Even though she is an Independent, Uhrig said she plans on participating in booth sales and traditional cookie selling. The latter will have her walking around Pacific Beach with a wagon filled with the nine cookie varieties being sold this year.

Adventurefuls is the new cookie flavor offered for $5. It is described on the council’s website as “indulgent, brownie-inspired cookies with caramel flavored crème and a hint of sea salt.”

Also available for $5 a box are five longtime favorites — Thin Mints (chocolate mint), Samoas (caramel, coconut and chocolate), Tagalongs (peanut butter and chocolate), Trefoils (shortbread) and Do-si-dos (oatmeal peanut butter sandwich). Also returning is Lemon-Ups, a lemon cookie with inspirational message that debuted a couple years ago.

Two returning specialty cookies are $6 per box.
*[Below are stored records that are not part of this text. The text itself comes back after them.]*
//! Identity derivation.

use fortimanager_core::{Error, Result};

use crate::data::ResourceData;
use crate::schema::IdentityRule;

/// String value of a key field.
#[must_use]
pub fn get_string_key(data: &ResourceData, field: &str) -> Option<String> {
    data.get_str(field).map(str::to_string)
}

/// Integer value of a key field.
#[must_use]
pub fn get_int_key(data: &ResourceData, field: &str) -> Option<i64> {
    data.get_int(field)
}

impl IdentityRule {
    /// Derive the remote primary key from local state.
    ///
    /// # Errors
    ///
    /// Returns [`Error::IdentityError`] when the key field is unset or blank.
    pub fn derive(&self, resource: &str, data: &ResourceData) -> Result<String> {
        let key = match self {
            Self::Fixed(literal) => Some((*literal).to_string()),
            Self::StringField(field) => get_string_key(data, field).filter(|k| !k.is_empty()),
            Self::IntField(field) => get_int_key(data, field).map(|k| k.to_string()),
        };

        key.ok_or_else(|| Error::IdentityError {
            resource: resource.to_string(),
            field: self.field().unwrap_or_default().to_string(),
        })
    }
}
// Error types for webtestkit

use thiserror::Error;

/// Result type alias for webtestkit operations
pub type Result<T> = std::result::Result<T, Error>;

/// Errors that can occur when using webtestkit
#[derive(Debug, Error)]
pub enum Error {
    /// A required configuration value is absent
    ///
    /// Set the value in `webtestkit.toml` or export the matching
    /// environment variable (environment wins over the file).
    #[error("Missing required configuration value '{name}'. Set it in webtestkit.toml or export the environment variable.")]
    ConfigurationMissing { name: &'static str },

    /// Configuration file or environment value could not be parsed
    #[error("Configuration error: {0}")]
    Config(#[from] config::ConfigError),

    /// Scenario tag does not name a supported browser
    ///
    /// Scenarios that run a browser must carry a tag in the form
    /// `@Browser:<Name>` where `<Name>` is one of the supported kinds.
    #[error(
        "Unsupported browser tag '{tag}'. Tag the scenario with a supported browser \
        in the format @Browser:<Name> (supported: Chromium, Chrome, Edge)."
    )]
    UnsupportedBrowser { tag: String },

    /// The browser process could not be started
    ///
    /// Common causes: no Chromium-family binary on PATH, sandbox
    /// restrictions, or a stale DevTools port.
    #[error("Failed to launch browser: {0}")]
    BrowserLaunch(String),

    /// Navigation failed before a response was produced
    ///
    /// Raised for SSL errors, invalid URLs, and unreachable hosts.
    /// A non-2xx HTTP status is NOT a navigation error; read the status
    /// explicitly if it matters.
    #[error("Navigation to '{url}' failed: {message}")]
    Navigation { url: String, message: String },

    /// Timeout waiting for an action or wait condition
    ///
    /// Exceeding the deadline aborts only the one call that timed out.
    #[error("Timeout after {timeout_ms}ms: {what}")]
    Timeout { what: String, timeout_ms: u64 },

    /// Login response did not contain a usable access token
    ///
    /// An empty or whitespace-only token is treated as a failure.
    #[error("Authentication failed: {0}")]
    Authentication(String),

    /// A response buffer was read after the request context was disposed
    #[error("Response was disposed. Read or deserialize response bodies before disposing the request context.")]
    DisposedResponse,

    /// No response (or no response body) is available to deserialize
    #[error("No response body available. Issue a request and read it before sending the next one.")]
    NullResponse,

    /// HTTP transport error from the REST client
    #[error("HTTP error: {0}")]
    Http(#[from] reqwest::Error),

    /// A URL could not be parsed or joined
    #[error("Invalid URL: {0}")]
    Url(#[from] url::ParseError),

    /// DevTools protocol error surfaced by the browser engine
    #[error("CDP error: {0}")]
    Cdp(String),

    /// JSON serialization/deserialization error
    #[error("JSON error: {0}")]
    Json(#[from] serde_json::Error),

    /// I/O error
    #[error("I/O error: {0}")]
    Io(#[from] std::io::Error),
}

impl From<chromiumoxide::error::CdpError> for Error {
    fn from(err: chromiumoxide::error::CdpError) -> Self {
        Error::Cdp(err.to_string())
    }
}

#[cfg(test)]
mod tests {
    use super::*;

    #[test]
    fn unsupported_browser_message_names_the_tag_and_format() {
        let err = Error::UnsupportedBrowser {
            tag: "Browser:Netscape".into(),
        };
        let msg = err.to_string();
        assert!(msg.contains("Browser:Netscape"));
        assert!(msg.contains("@Browser:<Name>"));
    }

    #[test]
    fn timeout_message_carries_deadline() {
        let err = Error::Timeout {
            what: "click on '#submit'".into(),
            timeout_ms: 30_000,
        };
        assert_eq!(
            err.to_string(),
            "Timeout after 30000ms: click on '#submit'"
        );
    }

    #[test]
    fn configuration_missing_names_the_value() {
        let err = Error::ConfigurationMissing { name: "BASE_URL" };
        assert!(err.to_string().contains("BASE_URL"));
    }
}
They are Toffee-tastic (a buttery cookie with toffee bits that is gluten-free) and Girl Scout S’mores (a graham sandwich cookie with chocolate and marshmallow filling).

Customers also have the option of purchasing boxes for donation to military personnel serving overseas through Operation Thin Mint. Donations are $5 per box.
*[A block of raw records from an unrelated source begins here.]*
// Locator - declarative element selector, resolved at action time
//
// Locators carry a CSS selector plus an optional match index; they hold no
// live element handle. Every PageHandle action resolves the locator fresh,
// which is what makes actions retry-able while an element is still
// attaching.

use serde::Serialize;

/// A declarative reference to a page element.
///
/// # Example
///
/// ```ignore
/// use webtestkit::browser::Locator;
///
/// let button = Locator::css("#submit");
/// let last_row = Locator::css("table tr").last();
/// let third_cell = Locator::css("td").nth(2);
/// ```
#[derive(Debug, Clone, PartialEq, Eq, Serialize)]
pub struct Locator {
    selector: String,
    /// Index among matches; negative counts from the end (-1 = last)
    index: Option<i64>,
}

impl Locator {
    /// Creates a locator from a CSS selector.
    pub fn css(selector: impl Into<String>) -> Self {
        Locator {
            selector: selector.into(),
            index: None,
        }
    }

    /// Returns the raw selector string.
    pub fn selector(&self) -> &str {
        &self.selector
    }

    /// Index among matches, if the locator was refined.
    pub fn index(&self) -> Option<i64> {
        self.index
    }

    /// Locator for the first matching element.
    pub fn first(mut self) -> Self {
        self.index = Some(0);
        self
    }

    /// Locator for the last matching element.
    pub fn last(mut self) -> Self {
        self.index = Some(-1);
        self
    }

    /// Locator for the nth matching element (0-indexed).
    pub fn nth(mut self, index: i64) -> Self {
        self.index = Some(index);
        self
    }

    /// JS expression evaluating to the target element or `null`.
    ///
    /// The selector is JSON-escaped so quotes and backslashes in selector
    /// text cannot break out of the script.
    pub(crate) fn js_element(&self) -> String {
        let escaped = serde_json::to_string(&self.selector)
            .unwrap_or_else(|_| "\"\"".to_owned());
        match self.index {
            None | Some(0) => format!("document.querySelector({escaped})"),
            Some(index) => format!(
                "(() => {{ const list = document.querySelectorAll({escaped}); \
                 const i = {index} < 0 ? list.length + {index} : {index}; \
                 return list[i] ?? null; }})()"
            ),
        }
    }

    /// Human-readable form for timeout and error messages.
    pub(crate) fn describe(&self) -> String {
        match self.index {
            None => self.selector.clone(),
            Some(0) => format!("{} (first)", self.selector),
            Some(-1) => format!("{} (last)", self.selector),
            Some(index) => format!("{} (nth {index})", self.selector),
        }
    }
}

impl From<&str> for Locator {
    fn from(selector: &str) -> Self {
        Locator::css(selector)
    }
}

#[cfg(test)]
mod tests {
    use super::*;

    #[test]
    fn plain_locator_resolves_with_query_selector() {
        let locator = Locator::css("#search");
        assert_eq!(locator.js_element(), "document.querySelector(\"#search\")");
    }

    #[test]
    fn selector_text_is_json_escaped_in_js() {
        let locator = Locator::css(r#"input[name="btnK"]"#);
        assert!(
            locator
                .js_element()
                .contains(r#"document.querySelector("input[name=\"btnK\"]")"#)
        );
    }

    #[test]
    fn last_uses_negative_indexing_from_the_end() {
        let locator = Locator::css("li").last();
        let js = locator.js_element();
        assert!(js.contains("querySelectorAll(\"li\")"));
        assert!(js.contains("list.length + -1"));
        assert_eq!(locator.describe(), "li (last)");
    }

    #[test]
    fn nth_keeps_zero_based_index() {
        let locator = Locator::css("td").nth(2);
        assert_eq!(locator.index(), Some(2));
        assert_eq!(locator.describe(), "td (nth 2)");
    }
}
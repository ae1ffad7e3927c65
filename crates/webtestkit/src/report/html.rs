// HTML rendering of a RunReport
//
// One self-contained file: inline CSS, no external assets beyond the
// screenshot/log files linked by relative path.

use crate::report::model::{RunReport, ScenarioReport, StepReport, StepStatus};
use std::fmt::Write;

/// Escapes text for embedding in HTML.
pub fn escape(text: &str) -> String {
    let mut out = String::with_capacity(text.len());
    for c in text.chars() {
        match c {
            '&' => out.push_str("&amp;"),
            '<' => out.push_str("&lt;"),
            '>' => out.push_str("&gt;"),
            '"' => out.push_str("&quot;"),
            '\'' => out.push_str("&#39;"),
            _ => out.push(c),
        }
    }
    out
}

const STYLE: &str = "\
body { font-family: -apple-system, 'Segoe UI', Roboto, sans-serif; margin: 2rem; color: #1c1e21; }\n\
h1 { margin-bottom: 0; }\n\
.meta { color: #666; margin-bottom: 1.5rem; }\n\
.summary { margin: 1rem 0; }\n\
.summary .failed { color: #c0392b; font-weight: 600; }\n\
.summary .passed { color: #27ae60; font-weight: 600; }\n\
.feature { margin-top: 2rem; }\n\
.scenario { border: 1px solid #ddd; border-radius: 6px; margin: 1rem 0; padding: 0.75rem 1rem; }\n\
.scenario.failed { border-color: #c0392b; }\n\
.scenario h3 { margin: 0 0 0.5rem 0; }\n\
.tags { color: #888; font-size: 0.85rem; }\n\
.step { padding: 0.25rem 0; border-bottom: 1px solid #f0f0f0; }\n\
.step .keyword { font-weight: 700; }\n\
.step.failed { background: #fdf0ef; }\n\
.step.skipped { color: #999; }\n\
.duration { float: right; color: #888; font-size: 0.85rem; }\n\
.error { color: #c0392b; white-space: pre-wrap; margin: 0.25rem 0 0.25rem 1.5rem; }\n\
.attachments { margin-left: 1.5rem; font-size: 0.85rem; }\n\
table.data { border-collapse: collapse; margin: 0.25rem 0 0.25rem 1.5rem; }\n\
table.data td, table.data th { border: 1px solid #ccc; padding: 0.15rem 0.5rem; }\n";

/// Renders the report as a complete HTML document.
pub fn render(report: &RunReport) -> String {
    let mut html = String::new();
    let _ = write!(
        html,
        "<!DOCTYPE html>\n<html>\n<head>\n<meta charset=\"utf-8\">\n\
         <title>{title}</title>\n<style>\n{STYLE}</style>\n</head>\n<body>\n\
         <h1>{title}</h1>\n",
        title = escape(&report.title),
    );

    let _ = write!(
        html,
        "<div class=\"meta\">Build: {build}",
        build = escape(&report.build_label),
    );
    if let Some(environment) = &report.environment {
        let _ = write!(html, " &middot; Environment: {}", escape(environment));
    }
    let _ = write!(
        html,
        " &middot; Started: {}",
        report.started.format("%Y-%m-%d %H:%M:%S UTC"),
    );
    if let Some(finished) = &report.finished {
        let _ = write!(
            html,
            " &middot; Finished: {}",
            finished.format("%Y-%m-%d %H:%M:%S UTC"),
        );
    }
    html.push_str("</div>\n");

    let failed = report.failed_count();
    let total = report.scenario_count();
    let _ = write!(
        html,
        "<div class=\"summary\"><span class=\"passed\">{} passed</span> / \
         <span class=\"failed\">{} failed</span> / {} total</div>\n",
        total - failed,
        failed,
        total,
    );

    for feature in &report.features {
        let _ = write!(
            html,
            "<div class=\"feature\">\n<h2>{}</h2>\n",
            escape(&feature.name)
        );
        for scenario in &feature.scenarios {
            render_scenario(&mut html, scenario);
        }
        html.push_str("</div>\n");
    }

    html.push_str("</body>\n</html>\n");
    html
}

fn render_scenario(html: &mut String, scenario: &ScenarioReport) {
    let class = if scenario.failed() {
        "scenario failed"
    } else {
        "scenario"
    };
    let _ = write!(
        html,
        "<div class=\"{class}\">\n<h3>{}</h3>\n",
        escape(&scenario.name)
    );
    if !scenario.tags.is_empty() {
        let tags: Vec<String> = scenario
            .tags
            .iter()
            .map(|tag| format!("@{}", escape(tag)))
            .collect();
        let _ = write!(html, "<div class=\"tags\">{}</div>\n", tags.join(" "));
    }
    for step in &scenario.steps {
        render_step(html, step);
    }
    html.push_str("</div>\n");
}

fn render_step(html: &mut String, step: &StepReport) {
    let class = match step.status {
        StepStatus::Passed => "step",
        StepStatus::Failed => "step failed",
        StepStatus::Skipped => "step skipped",
    };
    let _ = write!(
        html,
        "<div class=\"{class}\"><span class=\"duration\">{} ms</span>\
         <span class=\"keyword\">{}</span>{}",
        step.duration_ms,
        escape(step.keyword.trim_end()),
        escape(&format!(" {}", step.text)),
    );

    if let Some(table) = &step.table {
        html.push_str("\n<table class=\"data\">");
        for (i, row) in table.iter().enumerate() {
            let cell = if i == 0 { "th" } else { "td" };
            html.push_str("<tr>");
            for value in row {
                let _ = write!(html, "<{cell}>{}</{cell}>", escape(value));
            }
            html.push_str("</tr>");
        }
        html.push_str("</table>");
    }

    if let Some(error) = &step.error {
        let _ = write!(html, "\n<div class=\"error\">{}</div>", escape(error));
    }

    let mut attachments = Vec::new();
    if let Some(screenshot) = &step.screenshot {
        attachments.push(format!(
            "<a href=\"{0}\">screenshot</a>",
            escape(screenshot)
        ));
    }
    if let Some(log) = &step.browser_log {
        attachments.push(format!("<a href=\"{0}\">browser logs</a>", escape(log)));
    }
    if !attachments.is_empty() {
        let _ = write!(
            html,
            "\n<div class=\"attachments\">{}</div>",
            attachments.join(" &middot; ")
        );
    }

    html.push_str("</div>\n");
}

#[cfg(test)]
mod tests {
    use super::*;
    use crate::report::model::{RunReport, ScenarioReport, StepReport};

    fn sample_report() -> RunReport {
        let mut report = RunReport::new("TA Report", "main_42", Some("staging".into()));
        let mut scenario =
            ScenarioReport::new("Health endpoint responds", vec!["API".into()]);
        scenario
            .steps
            .push(StepReport::passed("When ", "I send GET request to endpoint \"/health\"", 12));
        let mut failed = StepReport::failed(
            "Then ",
            "I receive response with status code 200",
            3,
            "assertion failed: expected 200, got 404",
        );
        failed.screenshot = Some("screenshots/001_Health.png".into());
        scenario.steps.push(failed);
        report.feature_mut("Service health").scenarios.push(scenario);
        report.finish();
        report
    }

    #[test]
    fn render_contains_names_statuses_and_counts() {
        let html = render(&sample_report());
        assert!(html.contains("TA Report"));
        assert!(html.contains("main_42"));
        assert!(html.contains("staging"));
        assert!(html.contains("Service health"));
        assert!(html.contains("Health endpoint responds"));
        assert!(html.contains("0 passed"));
        assert!(html.contains("1 failed"));
    }

    #[test]
    fn failure_message_and_screenshot_are_linked() {
        let html = render(&sample_report());
        assert!(html.contains("assertion failed: expected 200, got 404"));
        assert!(html.contains("href=\"screenshots/001_Health.png\""));
    }

    #[test]
    fn step_text_is_html_escaped() {
        let html = render(&sample_report());
        assert!(html.contains("I send GET request to endpoint &quot;/health&quot;"));
        assert!(!html.contains("endpoint \"/health\""));
    }

    #[test]
    fn data_tables_render_header_and_rows() {
        let mut report = RunReport::new("r", "b", None);
        let mut scenario = ScenarioReport::new("tabled", vec![]);
        let mut step = StepReport::passed("Given ", "the following users", 1);
        step.table = Some(vec![
            vec!["email".into(), "role".into()],
            vec!["a@test.com".into(), "admin".into()],
        ]);
        scenario.steps.push(step);
        report.feature_mut("F").scenarios.push(scenario);

        let html = render(&report);
        assert!(html.contains("<th>email</th>"));
        assert!(html.contains("<td>a@test.com</td>"));
    }

    #[test]
    fn escape_covers_the_five_entities() {
        assert_eq!(escape(r#"<a href="x">&'</a>"#), "&lt;a href=&quot;x&quot;&gt;&amp;&#39;&lt;/a&gt;");
    }
}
Those who would like to buy cookies and do not encounter a Girl Scout can make a contact request through the “Girl Scout Cookie Finder” app available for Apple and Android mobile devices through the Apple App Store and Google Play. There is even an option to have cookies shipped to them. Shipping requires a minimum purchase of four boxes and starts at $12.99.
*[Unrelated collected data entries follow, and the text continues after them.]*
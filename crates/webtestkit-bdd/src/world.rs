// HarnessWorld - per-scenario state

use crate::pages::HomePage;
use crate::run_context;
use cucumber::World;
use std::sync::Arc;
use webtestkit::api::{RestClient, TokenStore};
use webtestkit::browser::BrowserSession;
use webtestkit::config::HarnessConfig;

/// One scenario's state.
///
/// The browser session and REST client are exclusive to the scenario and
/// torn down by the after-hook on every exit path. Configuration and the
/// token store are shared, run-scoped handles.
#[derive(Debug, World)]
#[world(init = Self::new)]
pub struct HarnessWorld {
    pub config: Arc<HarnessConfig>,
    pub tokens: TokenStore,
    pub browser: Option<BrowserSession>,
    pub rest: Option<RestClient>,
    pub home_page: Option<HomePage>,
}

impl HarnessWorld {
    fn new() -> Self {
        let context = run_context::get();
        HarnessWorld {
            config: Arc::clone(&context.config),
            tokens: context.tokens.clone(),
            browser: None,
            rest: None,
            home_page: None,
        }
    }

    /// The scenario's browser session; panics (failing the scenario) when
    /// the scenario is not tagged `@UI`.
    pub fn browser(&self) -> &BrowserSession {
        self.browser
            .as_ref()
            .expect("no browser session - is the scenario tagged @UI with a @Browser:<Name> tag?")
    }

    /// The scenario's REST client; panics (failing the scenario) when the
    /// scenario is not tagged `@API`.
    pub fn rest(&self) -> &RestClient {
        self.rest
            .as_ref()
            .expect("no request context - is the scenario tagged @API?")
    }

    /// Mutable access to the scenario's REST client.
    pub fn rest_mut(&mut self) -> &mut RestClient {
        self.rest
            .as_mut()
            .expect("no request context - is the scenario tagged @API?")
    }

    /// The home page object, created by the first UI step that uses it.
    pub fn home_page(&mut self) -> &HomePage {
        if self.home_page.is_none() {
            let session = self
                .browser
                .as_ref()
                .expect("no browser session - is the scenario tagged @UI?");
            self.home_page = Some(HomePage::new(session, &self.config));
        }
        self.home_page.as_ref().expect("home page was just created")
    }
}
// HTML reporting - model, renderer and on-disk layout
//
// The report is assembled from scenario/step lifecycle events (the bdd
// crate's writer feeds it), rendered to a single self-contained HTML file
// and flushed once at run end. Screenshots and captured browser logs are
// written next to it and linked by relative path. Everything here is
// best-effort from the caller's point of view: an error while writing
// artifacts must be logged by the caller, never propagated into a
// scenario.

pub mod html;
pub mod model;

pub use model::{
    FeatureReport, RunReport, ScenarioReport, StepReport, StepStatus,
};

use crate::error::Result;
use std::path::{Path, PathBuf};

/// On-disk layout of one run's report.
///
/// Fixed layout relative to the run's working directory:
///
/// ```text
/// report/
///   index.html
///   screenshots/<timestamp>_<scenario>.png
///   logs/<timestamp>_<scenario>.txt
/// ```
#[derive(Debug, Clone)]
pub struct ReportPaths {
    root: PathBuf,
}

impl ReportPaths {
    /// Report layout rooted at `<base>/report`.
    pub fn new(base: impl AsRef<Path>) -> Self {
        ReportPaths {
            root: base.as_ref().join("report"),
        }
    }

    /// Report layout under the current working directory.
    pub fn in_working_dir() -> Self {
        ReportPaths::new(std::env::current_dir().unwrap_or_else(|_| PathBuf::from(".")))
    }

    /// The report directory itself.
    pub fn root(&self) -> &Path {
        &self.root
    }

    /// Path of the HTML report file.
    pub fn index_html(&self) -> PathBuf {
        self.root.join("index.html")
    }

    /// Absolute path and index-relative link for a scenario screenshot.
    pub fn screenshot_file(&self, scenario: &str) -> (PathBuf, String) {
        let name = format!("{}_{}.png", timestamp(), sanitize_file_name(scenario));
        let relative = format!("screenshots/{name}");
        (self.root.join(&relative), relative)
    }

    /// Absolute path and index-relative link for a browser-log capture.
    pub fn log_file(&self, scenario: &str) -> (PathBuf, String) {
        let name = format!("{}_{}.txt", timestamp(), sanitize_file_name(scenario));
        let relative = format!("logs/{name}");
        (self.root.join(&relative), relative)
    }

    /// Creates the report directory tree.
    pub fn ensure_dirs(&self) -> Result<()> {
        std::fs::create_dir_all(self.root.join("screenshots"))?;
        std::fs::create_dir_all(self.root.join("logs"))?;
        Ok(())
    }

    /// Renders the report and writes `index.html`.
    pub fn flush(&self, report: &RunReport) -> Result<PathBuf> {
        self.ensure_dirs()?;
        let path = self.index_html();
        std::fs::write(&path, html::render(report))?;
        Ok(path)
    }
}

fn timestamp() -> String {
    chrono::Utc::now().format("%Y%m%d%H%M%S%3f").to_string()
}

/// Strips characters that are not safe in file names.
fn sanitize_file_name(name: &str) -> String {
    name.chars()
        .map(|c| {
            if c.is_ascii_alphanumeric() || c == '-' || c == '_' {
                c
            } else {
                '_'
            }
        })
        .collect()
}

#[cfg(test)]
mod tests {
    use super::*;

    #[test]
    fn layout_is_fixed_relative_to_the_base() {
        let paths = ReportPaths::new("/tmp/run");
        assert_eq!(paths.index_html(), PathBuf::from("/tmp/run/report/index.html"));
    }

    #[test]
    fn screenshot_names_are_filesystem_safe() {
        let paths = ReportPaths::new("/tmp/run");
        let (path, relative) = paths.screenshot_file("Login: with \"quotes\"/slashes");
        assert!(relative.starts_with("screenshots/"));
        assert!(relative.ends_with(".png"));
        assert!(!relative.contains('"'));
        assert!(!relative.contains(' '));
        assert!(path.ends_with(&relative));
    }

    #[test]
    fn sanitized_names_keep_word_characters() {
        assert_eq!(sanitize_file_name("GET health-check_2"), "GET_health-check_2");
    }
}
// Authentication steps (@API scenarios)

use crate::world::HarnessWorld;
use cucumber::{then, when};
use webtestkit::api::AccessTokenRetriever;

#[when(expr = "I log in as {string} with password {string}")]
async fn log_in(world: &mut HarnessWorld, username: String, password: String) {
    AccessTokenRetriever::obtain(&world.config, &world.tokens, &username, &password)
        .await
        .expect("login failed");
}

#[then(expr = "an access token is cached for {string}")]
async fn token_is_cached(world: &mut HarnessWorld, username: String) {
    let token = world.tokens.get(&username);
    assert!(
        token.as_deref().is_some_and(|t| !t.trim().is_empty()),
        "no usable token cached for '{username}'"
    );
}

#[then(expr = "the cached token for {string} is {string}")]
async fn cached_token_is(world: &mut HarnessWorld, username: String, expected: String) {
    assert_eq!(world.tokens.get(&username).as_deref(), Some(expected.as_str()));
}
Uhrig said her goal is to sell 650 boxes of cookies.

“I usually meet that goal, and hope to overachieve,” she said. “Usually I sell 650 to 700 boxes each year, so that has been my baseline for a while.”

Her stated plan is to use the cookie sale proceeds for community building activities for younger Girl Scouts, like hosting the “She & Me” camping event. Before the pandemic is was a camping weekend for Daisies and Brownies with their mother, grandmother, aunt or other woman in their life. It was held at the council’s Whispering Oaks camp near Julian.

Uhrig said she would like the camping event to return, which she helps organize and support with other teenage Girl Scouts who are Independents or in troops.

“Around 100 girls from various troops attend,” she said.

She has also hosted a Junior Encampment weekend at Girl Scouts San Diego’s headquarters at Balboa Park. Its activities included a geocaching workshop and archery training so participants could earn patches, badges and have camping experiences.

Each year part of her cookie sale proceeds go toward making Christmas ornaments for homebound seniors as a community service project.

“For a really long time, I have loved the work ethic (learned through the cookie sale),” Uhrig said.

The Lifetime Achievement Award recipient for her cookie sales efforts said her advice to younger Scouts selling cookies is to “be a go-getter about it. Don’t stop. Ask every single person you see. Be super ... confident.”

As for being a Girl Scout, Uhrig said what she likes best is the opportunities it provides to connect with other girls.

“It is a good sisterhood to have,” she said. “The friends I have made I will keep for the rest of my life. We might move away, but will still be in contact because of our connection and special memories.”

As for Uhrig’s goals during her remaining years in Girl Scouting before she graduates, Uhrig said she wants to earn the Girl Scout Gold Award, the organization’s highest honor. Right now she is working on designing her Gold Award project.